◆ Task statement: Whenever a line in the entries below contains "tables", copy that line.

(Stored entries)
____________
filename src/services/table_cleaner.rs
//! Table Cleaner
//!
//! Turns raw scraped tables into dated chip rows. The target table is picked
//! by a marker phrase, fixed column positions are mapped to chip fields, and
//! rows whose first column is not a regional date are dropped.

use chrono::NaiveDate;

use crate::constants::{chip_column, chip_marker};
use crate::models::{ChipField, ChipRow, ChipSource};
use crate::services::date_converter::{is_regional_date, regional_to_iso};

/// One scraped table: rows of cell texts
pub type RawTable = Vec<Vec<String>>;

/// Column layout of a chip source's table
#[derive(Debug, Clone)]
pub struct ColumnContract {
    pub source: ChipSource,
    /// Phrase that appears only in the target table
    pub marker: &'static str,
    pub date_column: usize,
    /// (column position, field) pairs
    pub columns: &'static [(usize, ChipField)],
}

impl ColumnContract {
    /// Built-in layout for a chip source
    pub fn for_source(source: ChipSource) -> Self {
        match source {
            ChipSource::Institutional => Self {
                source,
                marker: chip_marker::INSTITUTIONAL,
                date_column: chip_column::DATE,
                columns: &[
                    (chip_column::FOREIGN_NET, ChipField::ForeignNet),
                    (chip_column::TRUST_NET, ChipField::TrustNet),
                    (chip_column::DEALER_NET, ChipField::DealerNet),
                ],
            },
            ChipSource::Margin => Self {
                source,
                marker: chip_marker::MARGIN,
                date_column: chip_column::DATE,
                columns: &[
                    (chip_column::MARGIN_BALANCE, ChipField::MarginBalance),
                    (chip_column::MARGIN_DELTA, ChipField::MarginDelta),
                    (chip_column::SHORT_BALANCE, ChipField::ShortBalance),
                    (chip_column::SHORT_DELTA, ChipField::ShortDelta),
                ],
            },
            ChipSource::Breadth => Self {
                source,
                marker: chip_marker::BREADTH,
                date_column: chip_column::DATE,
                columns: &[(chip_column::BUY_SELL_DIFF, ChipField::BuySellDiff)],
            },
        }
    }
}

/// First table with any cell containing `marker`
pub fn find_table<'a>(blocks: &'a [RawTable], marker: &str) -> Option<&'a RawTable> {
    blocks
        .iter()
        .find(|table| table.iter().flatten().any(|cell| cell.contains(marker)))
}

/// Parse numeric cell text; thousands separators and a leading `+` are
/// stripped, anything unparsable is 0
pub fn coerce_number(text: &str) -> f64 {
    let cleaned: String = text.trim().chars().filter(|c| *c != ',').collect();
    let cleaned = cleaned.strip_prefix('+').unwrap_or(&cleaned).trim();

    match cleaned.parse::<f64>() {
        Ok(value) if value.is_finite() => value,
        _ => 0.0,
    }
}

/// Convert a date cell to a calendar date, or `None` to drop the row
fn parse_row_date(cell: &str) -> Option<NaiveDate> {
    if !is_regional_date(cell) {
        return None;
    }
    let iso = regional_to_iso(cell)?;
    NaiveDate::parse_from_str(&iso, "%Y-%m-%d").ok()
}

/// Extract chip rows from the table identified by the contract's marker
///
/// Returns `None` when no table carries the marker. Rows are kept in table
/// order; duplicate dates are left for the merge step to resolve.
pub fn clean_table(blocks: &[RawTable], contract: &ColumnContract) -> Option<Vec<ChipRow>> {
    let table = find_table(blocks, contract.marker)?;

    let mut rows = Vec::new();
    let mut dropped = 0usize;

    for raw in table {
        let date = match raw
            .get(contract.date_column)
            .and_then(|cell| parse_row_date(cell))
        {
            Some(date) => date,
            None => {
                dropped += 1;
                continue;
            }
        };

        let row = contract
            .columns
            .iter()
            .fold(ChipRow::new(date), |row, &(position, field)| {
                let value = raw.get(position).map(|cell| coerce_number(cell)).unwrap_or(0.0);
                row.with(field, value)
            });
        rows.push(row);
    }

    tracing::debug!(
        "Cleaned {} table: {} rows kept, {} non-date rows dropped",
        contract.source,
        rows.len(),
        dropped
    );

    Some(rows)
}

#[cfg(test)]
mod tests {
    use super::*;

    fn table(rows: &[&[&str]]) -> RawTable {
        rows.iter()
            .map(|row| row.iter().map(|c| c.to_string()).collect())
            .collect()
    }

    fn date(y: i32, m: u32, d: u32) -> NaiveDate {
        NaiveDate::from_ymd_opt(y, m, d).unwrap()
    }

    #[test]
    fn test_coerce_number() {
        assert_eq!(coerce_number("1,234"), 1234.0);
        assert_eq!(coerce_number("+56"), 56.0);
        assert_eq!(coerce_number("-1,000"), -1000.0);
        assert_eq!(coerce_number(" 12.5 "), 12.5);
        assert_eq!(coerce_number("N/A"), 0.0);
        assert_eq!(coerce_number(""), 0.0);
        assert_eq!(coerce_number("NaN"), 0.0);
        assert_eq!(coerce_number("inf"), 0.0);
    }

    #[test]
    fn test_find_table_by_marker() {
        let blocks = vec![
            table(&[&["menu", "links"]]),
            table(&[&["日期", "外資買賣超", "投信買賣超", "自營商買賣超"]]),
            table(&[&["外資買賣超 duplicate"]]),
        ];
        let found = find_table(&blocks, "外資買賣超").unwrap();
        assert_eq!(found[0][0], "日期");
        assert!(find_table(&blocks, "融資餘額").is_none());
    }

    #[test]
    fn test_clean_institutional_table() {
        let blocks = vec![
            table(&[&["個股代號", "2313"]]),
            table(&[
                &["日期", "外資買賣超", "投信買賣超", "自營商買賣超"],
                &["112/01/04", "1,200", "+30", "-5"],
                &["112/01/03", "-800", "0", "N/A"],
                &["合計", "400", "30", "-5"],
            ]),
        ];
        let contract = ColumnContract::for_source(ChipSource::Institutional);
        let rows = clean_table(&blocks, &contract).unwrap();

        assert_eq!(rows.len(), 2);
        assert_eq!(rows[0].date, date(2023, 1, 4));
        assert_eq!(rows[0].values[&ChipField::ForeignNet], 1200.0);
        assert_eq!(rows[0].values[&ChipField::TrustNet], 30.0);
        assert_eq!(rows[0].values[&ChipField::DealerNet], -5.0);
        assert_eq!(rows[1].values[&ChipField::DealerNet], 0.0);
    }

    #[test]
    fn test_clean_margin_table_positions() {
        let row: Vec<&str> = vec![
            "112/02/01", "a", "b", "c", "12,345", "+120", "x", "y", "z", "p", "q", "678", "-9",
        ];
        let blocks = vec![table(&[
            &["日期", "融資", "", "", "融資餘額"],
            row.as_slice(),
        ])];
        let contract = ColumnContract::for_source(ChipSource::Margin);
        let rows = clean_table(&blocks, &contract).unwrap();

        assert_eq!(rows.len(), 1);
        let values = &rows[0].values;
        assert_eq!(values[&ChipField::MarginBalance], 12345.0);
        assert_eq!(values[&ChipField::MarginDelta], 120.0);
        assert_eq!(values[&ChipField::ShortBalance], 678.0);
        assert_eq!(values[&ChipField::ShortDelta], -9.0);
    }

    #[test]
    fn test_short_rows_zero_fill_missing_cells() {
        let blocks = vec![table(&[&["買賣家數差"], &["112/03/01"]])];
        let contract = ColumnContract::for_source(ChipSource::Breadth);
        let rows = clean_table(&blocks, &contract).unwrap();
        assert_eq!(rows.len(), 1);
        assert_eq!(rows[0].values[&ChipField::BuySellDiff], 0.0);
    }

    #[test]
    fn test_invalid_calendar_dates_dropped() {
        let blocks = vec![table(&[
            &["外資買賣超"],
            &["112/13/40", "1"],
            &["112/2/28", "2"],
        ])];
        let contract = ColumnContract::for_source(ChipSource::Institutional);
        let rows = clean_table(&blocks, &contract).unwrap();
        assert_eq!(rows.len(), 1);
        assert_eq!(rows[0].date, date(2023, 2, 28));
    }

    #[test]
    fn test_missing_marker_is_no_data() {
        let blocks = vec![table(&[&["112/01/04", "1"]])];
        let contract = ColumnContract::for_source(ChipSource::Margin);
        assert!(clean_table(&blocks, &contract).is_none());
        assert!(clean_table(&[], &contract).is_none());
    }

    #[test]
    fn test_every_kept_row_has_regional_date() {
        let blocks = vec![table(&[
            &["日期 / 外資 / 投信"],
            &["外資買賣超", "投信買賣超"],
            &["112/5/2", "10"],
            &["小計", "10"],
            &["112/5/3", "11"],
        ])];
        let contract = ColumnContract::for_source(ChipSource::Institutional);
        let rows = clean_table(&blocks, &contract).unwrap();
        let dates: Vec<NaiveDate> = rows.iter().map(|r| r.date).collect();
        assert_eq!(dates, vec![date(2023, 5, 2), date(2023, 5, 3)]);
    }
}
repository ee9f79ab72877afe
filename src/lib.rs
pub mod cli;
pub mod commands;
pub mod constants;
pub mod error;
pub mod models;
pub mod services;
pub mod utils;
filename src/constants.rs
//! Data Source and Indicator Constants
//!
//! ## Chip page column contracts
//!
//! The broker pages render each chip history as an HTML table. The column
//! positions below are part of each page's layout, not a general rule:
//!
//! | Source        | Marker       | Date | Value columns                         |
//! |---------------|--------------|------|---------------------------------------|
//! | Institutional | 外資買賣超   | 0    | 1 foreign, 2 trust, 3 dealer          |
//! | Margin        | 融資餘額     | 0    | 4 margin bal, 5 margin chg, 11 short bal, 12 short chg |
//! | Breadth       | 買賣家數差   | 0    | 1 buy/sell head-count difference      |

/// Shares per board lot
pub const SHARES_PER_LOT: u64 = 1000;

/// Offset between the regional (ROC) calendar and the Gregorian calendar
pub const REGIONAL_YEAR_OFFSET: i32 = 1911;

/// Years below this value are treated as regional-calendar years
pub const REGIONAL_YEAR_CUTOFF: i32 = 1912;

/// Default instrument when none is configured
pub const DEFAULT_SYMBOL: &str = "2313";

/// Calendar days of price history fetched by default (~240 trading days)
pub const DEFAULT_LOOKBACK_DAYS: u32 = 365;

/// Calendar days of chip history requested by default
pub const DEFAULT_CHIP_LOOKBACK_DAYS: u32 = 200;

/// Trailing rows rendered by default
pub const DEFAULT_DISPLAY_WINDOW: usize = 120;

/// Rendered dashboard filename
pub const DASHBOARD_FILENAME: &str = "dashboard.png";

/// Timeout for every outbound HTTP request
pub const HTTP_TIMEOUT_SECS: u64 = 30;

/// Browser user agent sent to the price feed and broker pages
pub const USER_AGENT: &str = "Mozilla/5.0 (Windows NT 10.0; Win64; x64) AppleWebKit/537.36 (KHTML, like Gecko) Chrome/120.0.0.0 Safari/537.36";

/// Price feed base URL
pub const PRICE_FEED_BASE_URL: &str = "https://query1.finance.yahoo.com";

/// Exchange suffixes tried in order: listed board, then OTC board
pub const EXCHANGE_SUFFIXES: &[&str] = &[".TW", ".TWO"];

/// Broker chip pages base URL
pub const CHIP_PAGES_BASE_URL: &str = "https://fubon-ebrokerdj.fbs.com.tw";

/// Charset assumed when a chip page does not declare one
pub const CHIP_PAGE_CHARSET: &str = "big5";

/// Indicator windows
pub mod windows {
    /// Simple moving average periods
    pub const MA_PERIODS: [usize; 6] = [5, 10, 20, 60, 120, 240];

    pub const BOLLINGER_PERIOD: usize = 20;
    pub const BOLLINGER_WIDTH: f64 = 2.0;

    pub const STOCHASTIC_PERIOD: usize = 9;

    pub const MACD_FAST: usize = 12;
    pub const MACD_SLOW: usize = 26;
    pub const MACD_SIGNAL: usize = 9;

    /// Center of mass for RSI smoothing (alpha = 1/6)
    pub const RSI_COM: f64 = 5.0;
}

/// Column positions for chip tables (0-indexed)
pub mod chip_column {
    pub const DATE: usize = 0;

    // Institutional page
    pub const FOREIGN_NET: usize = 1;
    pub const TRUST_NET: usize = 2;
    pub const DEALER_NET: usize = 3;

    // Margin page
    pub const MARGIN_BALANCE: usize = 4;
    pub const MARGIN_DELTA: usize = 5;
    pub const SHORT_BALANCE: usize = 11;
    pub const SHORT_DELTA: usize = 12;

    // Breadth page
    pub const BUY_SELL_DIFF: usize = 1;
}

/// Marker phrases identifying each chip table
pub mod chip_marker {
    pub const INSTITUTIONAL: &str = "外資買賣超";
    pub const MARGIN: &str = "融資餘額";
    pub const BREADTH: &str = "買賣家數差";
}

/// Taiwan exchange tick sizes by price band
///
/// | Price          | Tick |
/// |----------------|------|
/// | < 10           | 0.01 |
/// | 10 - 50        | 0.05 |
/// | 50 - 100       | 0.1  |
/// | 100 - 500      | 0.5  |
/// | 500 - 1000     | 1    |
/// | >= 1000        | 5    |
pub const TICK_SIZE_BANDS: &[(f64, f64)] = &[
    (10.0, 0.01),
    (50.0, 0.05),
    (100.0, 0.1),
    (500.0, 0.5),
    (1000.0, 1.0),
];

/// Tick size for prices at or above the last band
pub const TICK_SIZE_TOP: f64 = 5.0;

/// Upper bound on volume profile buckets
pub const VOLUME_PROFILE_MAX_BINS: usize = 40;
____________
◆ Written solution:
//! Turns raw scraped tables into dated chip rows. The target table is picked
/// Column positions for chip tables (0-indexed)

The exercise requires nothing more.